But you were not innocent either. You found a guy that you had a connection with and pursued sex and then later intimacy with this guy. Not in purely sexual way but like a WW just that you had permission. Your husband's obsession with this lifestyle blinded him from noticing or caring that his wife started to attach to another man. If this continues, you'll find yourself trading your loyalties to this man. That's where this lifestyle leads to divorce and the wrecking your child's stability.

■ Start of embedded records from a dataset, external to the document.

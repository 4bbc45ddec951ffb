//! Issue (IS) Stage.
//!
//! Selects up to `width` ready entries from the issue queue, oldest first, and
//! starts their execution. Younger ready instructions may pass older ones that
//! still wait on operands.

use tracing::trace;

use crate::pipeline::Pipeline;
use crate::pipeline::instruction::Stage;

/// Executes the issue stage.
pub fn issue_stage(p: &mut Pipeline) {
    for seq in p.iq.issue() {
        let inst = &mut p.insts[seq];
        inst.exec_timer = 0;
        inst.timing.advance(Stage::Issue, p.cycle);
        trace!(cycle = p.cycle, seq, latency = inst.latency, "IS");
        p.exec_list.push(seq);
    }
}
//! Data-dependency behaviour: wakeup timing, renaming, and latency classes.

use oosim_core::config::Config;
use oosim_core::pipeline::{SrcOperand, SrcTag, Stage};
use rstest::rstest;

use crate::common::{TestContext, TraceBuilder};

/// Consumer issue lands exactly one cycle after the producer's execute finishes,
/// whatever the producer's latency class.
#[rstest]
#[case::base(0, 1)]
#[case::other_base(1, 1)]
#[case::multiply(2, 3)]
#[case::divide(3, 5)]
fn consumer_waits_for_producer_latency(#[case] opcode: u32, #[case] latency: u64) {
    let trace = TraceBuilder::new().op(opcode, 1, -1, -1).op(0, 2, 1, -1).build();
    let ctx = TestContext::new(8, 8, 2, trace).run();

    let producer = ctx.span(0, Stage::Execute);
    assert_eq!(producer.duration(), latency);
    assert_eq!(ctx.span(1, Stage::Issue).end, producer.end + 1);
}

#[rstest]
#[case::src1(SrcOperand::Src1)]
#[case::src2(SrcOperand::Src2)]
fn either_operand_creates_dependency(#[case] operand: SrcOperand) {
    let (s1, s2) = match operand {
        SrcOperand::Src1 => (4, -1),
        SrcOperand::Src2 => (-1, 4),
    };
    let trace = TraceBuilder::new().op(3, 4, -1, -1).op(0, 5, s1, s2).build();
    let ctx = TestContext::new(8, 8, 1, trace).run();

    assert_eq!(
        ctx.span(1, Stage::Issue).end,
        ctx.span(0, Stage::Execute).end + 1
    );
}

#[test]
fn both_sources_must_be_ready() {
    // I2 reads a fast producer (r1) and a slow one (r2).
    let trace = TraceBuilder::new()
        .op(0, 1, -1, -1)
        .op(3, 2, -1, -1)
        .op(0, 3, 1, 2)
        .build();
    let ctx = TestContext::new(8, 8, 3, trace).run();

    let slow = ctx.span(1, Stage::Execute).end;
    assert_eq!(ctx.span(2, Stage::Issue).end, slow + 1);
}

#[test]
fn source_equal_to_destination_reads_previous_writer() {
    // I1 computes r1 = f(r1); it must wait on I0, not on itself.
    let trace = TraceBuilder::new().op(2, 1, -1, -1).op(0, 1, 1, -1).build();
    let mut ctx = TestContext::new(8, 8, 2, trace);
    ctx.step(4);

    let inst = ctx.inst(1);
    assert_eq!(inst.src1_tag, SrcTag::Waiting(ctx.inst(0).rob_slot.unwrap()));

    let ctx = ctx.run();
    assert_eq!(
        ctx.span(1, Stage::Issue).end,
        ctx.span(0, Stage::Execute).end + 1
    );
}

#[test]
fn latest_writer_wins_after_rewrite() {
    // I0 and I1 both write r1; I2 must depend only on I1.
    let trace = TraceBuilder::new()
        .op(3, 1, -1, -1)
        .op(0, 1, -1, -1)
        .op(0, 2, 1, -1)
        .build();
    let ctx = TestContext::new(8, 8, 3, trace).run();

    let i1_done = ctx.span(1, Stage::Execute).end;
    let i0_done = ctx.span(0, Stage::Execute).end;
    assert!(i1_done < i0_done);
    assert_eq!(ctx.span(2, Stage::Issue).end, i1_done + 1);
}

#[test]
fn retired_producer_leaves_operand_ready() {
    // Enough unrelated work separates the pair that I0 retires before I5 renames.
    let trace = TraceBuilder::new()
        .op(0, 7, -1, -1)
        .independent(0, 4)
        .op(0, 8, 7, -1)
        .build();
    let mut ctx = TestContext::new(2, 2, 1, trace);
    while ctx.sim.pipeline().instruction(5).is_none_or(|i| i.rob_slot.is_none()) {
        ctx.step(1);
    }
    assert_eq!(ctx.inst(5).src1_tag, SrcTag::Ready);
    assert!(ctx.sim.pipeline().rmt_snapshot().mappings[7].is_none());
}

#[test]
fn retiring_older_writer_keeps_newer_mapping() {
    let trace = TraceBuilder::new()
        .op(0, 3, -1, -1)
        .op(3, 3, -1, -1)
        .build();
    let mut ctx = TestContext::new(8, 8, 1, trace);
    // I0 retires in cycle 9 while I1 is still executing.
    ctx.step(10);
    assert_eq!(ctx.span(0, Stage::Retire).end, 9);
    let i1_slot = ctx.inst(1).rob_slot.unwrap();
    assert_eq!(
        ctx.sim.pipeline().rmt_snapshot().mappings[3],
        Some(i1_slot)
    );

    let ctx = ctx.run();
    assert!(ctx.sim.pipeline().rmt_snapshot().mappings[3].is_none());
}

#[test]
fn custom_latency_table_applies() {
    let mut config = Config::new(8, 8, 1);
    config.latency.base = 2;
    assert_eq!(config.latency.overrides.insert(9, 7), None);
    let trace = TraceBuilder::new().op(0, 1, -1, -1).op(9, 2, -1, -1).build();
    let ctx = TestContext::with_config(&config, trace).run();

    assert_eq!(ctx.span(0, Stage::Execute).duration(), 2);
    assert_eq!(ctx.span(1, Stage::Execute).duration(), 7);
    assert_eq!(ctx.inst(1).latency, 7);
}
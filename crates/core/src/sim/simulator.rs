//! Simulator: drives a [`Pipeline`] to completion.

use std::path::Path;

use tracing::info;

use crate::common::error::SimError;
use crate::config::Config;
use crate::pipeline::Pipeline;
use crate::sim::trace::{TraceRecord, load_trace};
use crate::stats::SimStats;

/// Top-level simulator: a pipeline plus run control.
#[derive(Debug)]
pub struct Simulator {
    pipeline: Pipeline,
}

impl Simulator {
    /// Creates a simulator that replays `trace` under `config`.
    ///
    /// # Errors
    ///
    /// Propagates configuration and register-range errors from [`Pipeline::new`].
    pub fn new(
        config: &Config,
        trace: impl IntoIterator<Item = TraceRecord>,
    ) -> Result<Self, SimError> {
        Ok(Self {
            pipeline: Pipeline::new(config, trace)?,
        })
    }

    /// Creates a simulator from a trace file.
    ///
    /// # Errors
    ///
    /// Returns [`SimError::Trace`] if the file cannot be read or parsed, or any
    /// error from [`Simulator::new`].
    pub fn from_trace_file(config: &Config, path: impl AsRef<Path>) -> Result<Self, SimError> {
        let records = load_trace(path)?;
        Self::new(config, records)
    }

    /// Advances the simulator by one clock cycle.
    pub fn tick(&mut self) {
        self.pipeline.tick();
    }

    /// Whether every instruction has retired.
    pub fn is_done(&self) -> bool {
        self.pipeline.is_done()
    }

    /// Runs until the pipeline drains. At least one cycle is always simulated.
    ///
    /// A configuration that can never drain loops forever; use
    /// [`Simulator::run_for`] to bound the run.
    pub fn run(&mut self) -> &SimStats {
        loop {
            self.tick();
            if self.is_done() {
                break;
            }
        }
        self.report();
        self.pipeline.stats()
    }

    /// Runs until the pipeline drains or `max_cycles` cycles have been simulated.
    ///
    /// # Errors
    ///
    /// Returns [`SimError::CycleLimitExceeded`] if the pipeline is still busy
    /// after `max_cycles` cycles.
    pub fn run_for(&mut self, max_cycles: u64) -> Result<&SimStats, SimError> {
        loop {
            if self.pipeline.cycle() >= max_cycles {
                return Err(SimError::CycleLimitExceeded { limit: max_cycles });
            }
            self.tick();
            if self.is_done() {
                break;
            }
        }
        self.report();
        Ok(self.pipeline.stats())
    }

    fn report(&self) {
        let stats = self.pipeline.stats();
        info!(
            retired = stats.instructions_retired,
            cycles = stats.cycles(),
            ipc = stats.ipc(),
            stalls_rob = stats.stalls_rob,
            stalls_iq = stats.stalls_iq,
            "simulation complete"
        );
    }

    /// The underlying pipeline.
    #[inline]
    pub const fn pipeline(&self) -> &Pipeline {
        &self.pipeline
    }

    /// Statistics so far.
    #[inline]
    pub const fn stats(&self) -> &SimStats {
        self.pipeline.stats()
    }
}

Most woman are not able to have sex with multiple men and not suffer emotional issues. You're like an average woman that is not able live this lifestyle. Knowing that, you need to NEVER have sex with that guy again. You know the danger he poses. It's now time for you to do some grooming. Your husband needs to be pulled away from this lifestyle, if you want to have a lifetime stable marriage and healthy family life.


----------



## bandit.45 (Feb 8, 2012)

Orange_Crush said:


> :| Okay...you CAN have sex with people using condoms, getting tested regularly and being selective of your partners without getting AIDS.
> 
> You sound like a high school gym teacher trying to teach abstinence, "You will get pregnant, get AIDS and die if you have sex!!"
> 
> Please take the grand standing, morality preaching elsewhere. Lets stick to the topic about feelings after a threesome, and not turn this into an afterschool special, ok?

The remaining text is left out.